Andrew Golden, age 11, (Ritalin) and Mitchell Johnson, aged 14, (Ritalin) shot 15 people, killing four students, one teacher, and wounding 10 others.

TJ Solomon, age 15, (Ritalin) high school student in Conyers, Georgia opened fire on and wounded six of his class mates.

Rod Mathews, age 14, (Ritalin) beat a classmate to death with a bat.

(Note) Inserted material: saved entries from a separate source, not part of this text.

pub mod domain;
pub mod ports;
pub mod progress;
pub mod reminders;
pub mod validation;

pub use domain::{
    Assignment, AuthContext, BearerToken, Entity, EntityId, EntityKind, Event, Grade,
    Notification, NotificationKind, Ref, Semester, Subject, Teacher, TimetableEntry, User,
    UserRole, UserSettings,
};
pub use ports::{
    AuthService, Credentials, EntityService, NotificationInbox, PortError, PortResult,
    SettingsService, SignUp, TokenClaims, TokenDecoder,
};
pub use progress::{
    annotate_assignments_with_grades, compute_subject_progress, AssignmentWithGrade, BarScale,
    ProgressBar, SubjectProgress,
};
pub use validation::{Validate, ValidationError};
//! crates/tracker_core/src/validation.rs
//!
//! Client-side checks applied before an entity is submitted to the backend.

use crate::domain::{
    Assignment, Event, Grade, Notification, Semester, Subject, Teacher, TimetableEntry, User,
};

#[derive(Debug, Clone, PartialEq, thiserror::Error)]
pub enum ValidationError {
    #[error("Points achieved ({achieved}) cannot exceed points possible ({possible})")]
    PointsExceedPossible { achieved: f64, possible: f64 },
    #[error("Points possible must be greater than zero, got {0}")]
    NonPositivePossible(f64),
    #[error("Points achieved cannot be negative, got {0}")]
    NegativeAchieved(f64),
    #[error("Points must be finite numbers")]
    NotFinite,
    #[error("All fields are required: missing {0}")]
    MissingField(&'static str),
    #[error("Target grade must be between 0 and 100, got {0}")]
    TargetOutOfRange(f64),
    #[error("End date cannot be before start date")]
    EndBeforeStart,
    #[error("A class cannot end before it starts")]
    EndsBeforeItStarts,
}

/// Entities that can be checked before submission.
pub trait Validate {
    fn validate(&self) -> Result<(), ValidationError>;
}

impl Validate for Grade {
    fn validate(&self) -> Result<(), ValidationError> {
        let (achieved, possible) = (self.points_achieved, self.points_possible);
        if !achieved.is_finite() || !possible.is_finite() {
            return Err(ValidationError::NotFinite);
        }
        if possible <= 0.0 {
            return Err(ValidationError::NonPositivePossible(possible));
        }
        if achieved < 0.0 {
            return Err(ValidationError::NegativeAchieved(achieved));
        }
        if achieved > possible {
            return Err(ValidationError::PointsExceedPossible { achieved, possible });
        }
        Ok(())
    }
}

impl Validate for Assignment {
    fn validate(&self) -> Result<(), ValidationError> {
        require("name", &self.name)?;
        if self.due_date.is_none() {
            return Err(ValidationError::MissingField("dueDate"));
        }
        Ok(())
    }
}

impl Validate for Subject {
    fn validate(&self) -> Result<(), ValidationError> {
        require("title", &self.title)?;
        let target = self.target_grade_percent;
        if !target.is_finite() || !(0.0..=100.0).contains(&target) {
            return Err(ValidationError::TargetOutOfRange(target));
        }
        Ok(())
    }
}

impl Validate for Semester {
    fn validate(&self) -> Result<(), ValidationError> {
        require("title", &self.title)?;
        match (self.start_date, self.end_date) {
            (Some(start), Some(end)) if end < start => Err(ValidationError::EndBeforeStart),
            _ => Ok(()),
        }
    }
}

impl Validate for Teacher {
    fn validate(&self) -> Result<(), ValidationError> {
        require("firstName", &self.first_name)?;
        require("lastName", &self.last_name)
    }
}

impl Validate for Notification {
    fn validate(&self) -> Result<(), ValidationError> {
        require("title", &self.title)
    }
}

impl Validate for Event {
    fn validate(&self) -> Result<(), ValidationError> {
        require("title", &self.title)?;
        if self.date.is_none() {
            return Err(ValidationError::MissingField("date"));
        }
        Ok(())
    }
}

impl Validate for TimetableEntry {
    fn validate(&self) -> Result<(), ValidationError> {
        if self.subject_ref.as_ref().map_or(true, |r| r.id().is_empty()) {
            return Err(ValidationError::MissingField("subjectRef"));
        }
        if self.day.is_none() {
            return Err(ValidationError::MissingField("day"));
        }
        match (self.start_time, self.end_time) {
            (Some(start), Some(end)) if end <= start => Err(ValidationError::EndsBeforeItStarts),
            (Some(_), Some(_)) => Ok(()),
            (None, _) => Err(ValidationError::MissingField("startTime")),
            (_, None) => Err(ValidationError::MissingField("endTime")),
        }
    }
}

impl Validate for User {
    fn validate(&self) -> Result<(), ValidationError> {
        require("email", &self.email)
    }
}

fn require(field: &'static str, value: &str) -> Result<(), ValidationError> {
    if value.trim().is_empty() {
        Err(ValidationError::MissingField(field))
    } else {
        Ok(())
    }
}
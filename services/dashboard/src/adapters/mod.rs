pub mod backend;
pub mod records;
pub mod token;

pub use backend::{HttpBackend, Resource, ResourcePaths};
pub use token::JwtTokenDecoder;
#[tokio::test]
async fn ids_cannot_escape_their_collection() {
    let h = Harness::start().await;
    let cookie = h.sign_in().await;

    for path in ["/api/grades/..%2Fusers%2Fu2", "/api/grades/g1%3Fall=true"] {
        let response = h
            .client
            .delete(h.url(path))
            .header(COOKIE, &cookie)
            .send()
            .await
            .unwrap();
        assert_eq!(response.status(), StatusCode::BAD_REQUEST, "{path}");
    }
    assert_eq!(h.fake.deletes.load(Ordering::SeqCst), 0);

    let response = h
        .client
        .delete(h.url("/api/grades/g1"))
        .header(COOKIE, &cookie)
        .send()
        .await
        .unwrap();
    assert_eq!(response.status(), StatusCode::NO_CONTENT);
    assert_eq!(h.fake.deletes.load(Ordering::SeqCst), 1);
}

#[tokio::test]
async fn agenda_events_and_timetable_are_scoped_to_the_user() {
    let h = Harness::start().await;
    let cookie = h.sign_in().await;

    let (status, events) = h.get_json("/api/events", &cookie).await;
    assert_eq!(status, StatusCode::OK);
    let events = events.as_array().unwrap();
    assert_eq!(events.len(), 1);
    assert_eq!(events[0]["id"], "e1");
    assert_eq!(events[0]["date"], "2026-11-02");

    let (status, slots) = h.get_json("/api/timetable", &cookie).await;
    assert_eq!(status, StatusCode::OK);
    assert_eq!(slots[0]["day"], "Mon");
    assert_eq!(slots[0]["startTime"], "09:00:00");
    assert_eq!(slots[0]["subjectRef"]["id"], "s1");
}

#[tokio::test]
async fn expired_sessions_are_swept_with_their_refresh_state() {
    let h = Harness::start().await;
    let cookie = h.sign_in().await;
    h.cached_until(&cookie, |s| !s.is_null()).await;

    let auth = AuthContext {
        user_id: "u1".to_string(),
        display_name: None,
        token: BearerToken::new(token_for("u1")),
    };
    let swept = h
        .state
        .sessions
        .open(auth.clone(), Utc::now() - Duration::seconds(1))
        .await;
    let rejected = h
        .state
        .sessions
        .open(auth.clone(), Utc::now() - Duration::seconds(1))
        .await;
    h.state.progress.refresh(&swept.id, &auth).await;
    h.state.progress.refresh(&rejected.id, &auth).await;

    // Presenting an expired cookie drops its refresh state immediately.
    let (status, _) = h
        .get_json("/api/progress", &format!("session={}", rejected.id))
        .await;
    assert_eq!(status, StatusCode::UNAUTHORIZED);
    assert!(h.state.progress.snapshot(&rejected.id).await.is_none());

    assert_eq!(h.state.sweep_sessions().await, 1);
    assert!(h.state.progress.snapshot(&swept.id).await.is_none());
    assert!(h.state.progress.snapshot(session_id(&cookie)).await.is_some());
}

James Wilson, age 19, (various psychiatric drugs) from Breenwood, South Carolina, took a .22 caliber revolver into an elementary school killing two young girls, and wounding seven other children and two teachers.

Elizabeth Bush, age 13, (Paxil) was responsible for a school shooting in Pennsylvania

Jason Hoffman (Effexor and Celexa) – school shooting in El Cajon, California

Jarred Viktor, age 15, (Paxil), after five days on Paxil he stabbed his grandmother 61 times.

Chris Shanahan, age 15 (Paxil) in Rigby, ID who out of the blue killed a woman.

Jeff Franklin (Prozac and Ritalin), Huntsville, AL, killed his parents as they came home from work using a sledge hammer, hatchet, butcher knife and mechanic’s file, then attacked his younger brothers and sister.

Neal Furrow in LA Jewish school shooting reported to have been court-ordered to be on Prozac along with several other medications.

Kevin Rider, age 14, was withdrawing from Prozac when he died from a gunshot wound to his head. Initially it was ruled a suicide, but two years later, the investigation into his death was opened as a possible homicide. The prime suspect, also age 14, had been taking Zoloft and other SSRI antidepressants.

Alex Kim, age 13, hung himself shortly after his Lexapro prescription had been doubled.

Diane Routhier was prescribed Welbutrin for gallstone problems. Six days later, after suffering many adverse effects of the drug, she shot herself.

Billy Willkomm, an accomplished wrestler and a University of Florida student, was prescribed Prozac at the age of 17. His family found him dead of suicide – hanging from a tall ladder at the family’s Gulf Shore Boulevard home in July 2002.

Kara Jaye Anne Fuller-Otter, age 12, was on Paxil when she hung herself from a hook in her closet. Kara’s parents said “…. the damn doctor wouldn’t take her off it and I asked him to when we went in on the second visit. I told him I thought she was having some sort of reaction to Paxil…”)

Gareth Christian, Vancouver, age 18, was on Paxil when he committed suicide in 2002,
(Gareth’s father could not accept his son’s death and killed himself.)

Julie Woodward, age 17, was on Zoloft when she hung herself in her family’s detached garage.

Matthew Miller was 13 when he saw a psychiatrist because he was having difficulty at school. The psychiatrist gave him samples of Zoloft. Seven days later his mother found him dead, hanging by a belt from a laundry hook in his closet.

Kurt Danysh, age 18, and on Prozac, killed his father with a shotgun. He is now behind prison bars, and writes letters, trying to warn the world that SSRI drugs can kill.

Hammad Memon, age 15, shot and killed a fellow middle school student. He had been diagnosed with ADHD and depression and was taking Zoloft and “other drugs for the conditions.”

Matti Saari, a 22-year-old culinary student, shot and killed 9 students and a teacher, and wounded another student, before killing himself. Saari was taking an SSRI and a benzodiazapine.

Steven Kazmierczak, age 27, shot and killed five people and wounded 21 others before killing himself in a Northern Illinois University auditorium. According to his girlfriend, he had recently been taking Prozac, Xanax and Ambien. Toxicology results showed that he still had trace amounts of Xanax in his system.

Finnish gunman Pekka-Eric Auvinen, age 18, had been taking antidepressants before he killed eight people and wounded a dozen more at Jokela High School – then he committed suicide.

Asa Coon from Cleveland, age 14, shot and wounded four before taking his own life. Court records show Coon was on Trazodone.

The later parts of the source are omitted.